[Collected data entries]
◇ ◇ ◇

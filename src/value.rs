use std::fmt;

use serde::{Deserialize, Serialize};

/// Scalar attribute value carried by a feature.
///
/// Serializes untagged so attribute maps round-trip through plain JSON
/// (`null`, numbers, strings, booleans).
#[derive(Debug, Clone, PartialEq, Serialize, Deserialize, Default)]
#[serde(untagged)]
pub enum AttributeValue {
    #[default]
    Null,
    Bool(bool),
    Number(f64),
    Text(String),
}

impl AttributeValue {
    /// Converts an arbitrary JSON value. Nested arrays and objects are kept as
    /// their compact JSON text so they still participate in tallying.
    pub fn from_json(value: &serde_json::Value) -> Self {
        match value {
            serde_json::Value::Null => AttributeValue::Null,
            serde_json::Value::Bool(b) => AttributeValue::Bool(*b),
            serde_json::Value::Number(n) => match n.as_f64() {
                Some(f) => AttributeValue::Number(f),
                None => AttributeValue::Text(n.to_string()),
            },
            serde_json::Value::String(s) => AttributeValue::Text(s.clone()),
            other => AttributeValue::Text(other.to_string()),
        }
    }

    /// Null and the exact empty string are excluded from statistics. Whitespace
    /// is not trimmed.
    pub fn is_countable(&self) -> bool {
        match self {
            AttributeValue::Null => false,
            AttributeValue::Text(s) => !s.is_empty(),
            _ => true,
        }
    }

    /// Normalizes a value into the bucket key used for frequency tallies.
    ///
    /// Keys are the display text of the value, so `Number(5.0)` and
    /// `Text("5")` land in the same bucket.
    pub fn tally_key(&self) -> Option<String> {
        if !self.is_countable() {
            return None;
        }
        Some(self.as_display())
    }

    pub fn as_display(&self) -> String {
        match self {
            AttributeValue::Null => String::new(),
            AttributeValue::Bool(b) => b.to_string(),
            AttributeValue::Number(n) => format_number(*n),
            AttributeValue::Text(s) => s.clone(),
        }
    }
}

impl fmt::Display for AttributeValue {
    fn fmt(&self, f: &mut fmt::Formatter<'_>) -> fmt::Result {
        write!(f, "{}", self.as_display())
    }
}

impl From<&str> for AttributeValue {
    fn from(value: &str) -> Self {
        AttributeValue::Text(value.to_string())
    }
}

impl From<String> for AttributeValue {
    fn from(value: String) -> Self {
        AttributeValue::Text(value)
    }
}

impl From<f64> for AttributeValue {
    fn from(value: f64) -> Self {
        AttributeValue::Number(value)
    }
}

impl From<i64> for AttributeValue {
    fn from(value: i64) -> Self {
        AttributeValue::Number(value as f64)
    }
}

impl From<bool> for AttributeValue {
    fn from(value: bool) -> Self {
        AttributeValue::Bool(value)
    }
}

impl<T: Into<AttributeValue>> From<Option<T>> for AttributeValue {
    fn from(value: Option<T>) -> Self {
        value.map(Into::into).unwrap_or(AttributeValue::Null)
    }
}

fn format_number(value: f64) -> String {
    // -0.0 shares the "0" bucket.
    let value = if value == 0.0 { 0.0 } else { value };
    if value.is_finite() && value.fract() == 0.0 && value.abs() < 1e15 {
        format!("{value:.0}")
    } else {
        value.to_string()
    }
}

◇ ◇ ◇

### Exercise
Return each line above exactly as it appears.

### Response
filename src/value.rs
use std::fmt;

use serde::{Deserialize, Serialize};

/// Scalar attribute value carried by a feature.
///
/// Serializes untagged so attribute maps round-trip through plain JSON
/// (`null`, numbers, strings, booleans).
#[derive(Debug, Clone, PartialEq, Serialize, Deserialize, Default)]
#[serde(untagged)]
pub enum AttributeValue {
    #[default]
    Null,
    Bool(bool),
    Number(f64),
    Text(String),
}

impl AttributeValue {
    /// Converts an arbitrary JSON value. Nested arrays and objects are kept as
    /// their compact JSON text so they still participate in tallying.
    pub fn from_json(value: &serde_json::Value) -> Self {
        match value {
            serde_json::Value::Null => AttributeValue::Null,
            serde_json::Value::Bool(b) => AttributeValue::Bool(*b),
            serde_json::Value::Number(n) => match n.as_f64() {
                Some(f) => AttributeValue::Number(f),
                None => AttributeValue::Text(n.to_string()),
            },
            serde_json::Value::String(s) => AttributeValue::Text(s.clone()),
            other => AttributeValue::Text(other.to_string()),
        }
    }

    /// Null and the exact empty string are excluded from statistics. Whitespace
    /// is not trimmed.
    pub fn is_countable(&self) -> bool {
        match self {
            AttributeValue::Null => false,
            AttributeValue::Text(s) => !s.is_empty(),
            _ => true,
        }
    }

    /// Normalizes a value into the bucket key used for frequency tallies.
    ///
    /// Keys are the display text of the value, so `Number(5.0)` and
    /// `Text("5")` land in the same bucket.
    pub fn tally_key(&self) -> Option<String> {
        if !self.is_countable() {
            return None;
        }
        Some(self.as_display())
    }

    pub fn as_display(&self) -> String {
        match self {
            AttributeValue::Null => String::new(),
            AttributeValue::Bool(b) => b.to_string(),
            AttributeValue::Number(n) => format_number(*n),
            AttributeValue::Text(s) => s.clone(),
        }
    }
}

impl fmt::Display for AttributeValue {
    fn fmt(&self, f: &mut fmt::Formatter<'_>) -> fmt::Result {
        write!(f, "{}", self.as_display())
    }
}

impl From<&str> for AttributeValue {
    fn from(value: &str) -> Self {
        AttributeValue::Text(value.to_string())
    }
}

impl From<String> for AttributeValue {
    fn from(value: String) -> Self {
        AttributeValue::Text(value)
    }
}

impl From<f64> for AttributeValue {
    fn from(value: f64) -> Self {
        AttributeValue::Number(value)
    }
}

impl From<i64> for AttributeValue {
    fn from(value: i64) -> Self {
        AttributeValue::Number(value as f64)
    }
}

impl From<bool> for AttributeValue {
    fn from(value: bool) -> Self {
        AttributeValue::Bool(value)
    }
}

impl<T: Into<AttributeValue>> From<Option<T>> for AttributeValue {
    fn from(value: Option<T>) -> Self {
        value.map(Into::into).unwrap_or(AttributeValue::Null)
    }
}

fn format_number(value: f64) -> String {
    // -0.0 shares the "0" bucket.
    let value = if value == 0.0 { 0.0 } else { value };
    if value.is_finite() && value.fract() == 0.0 && value.abs() < 1e15 {
        format!("{value:.0}")
    } else {
        value.to_string()
    }
}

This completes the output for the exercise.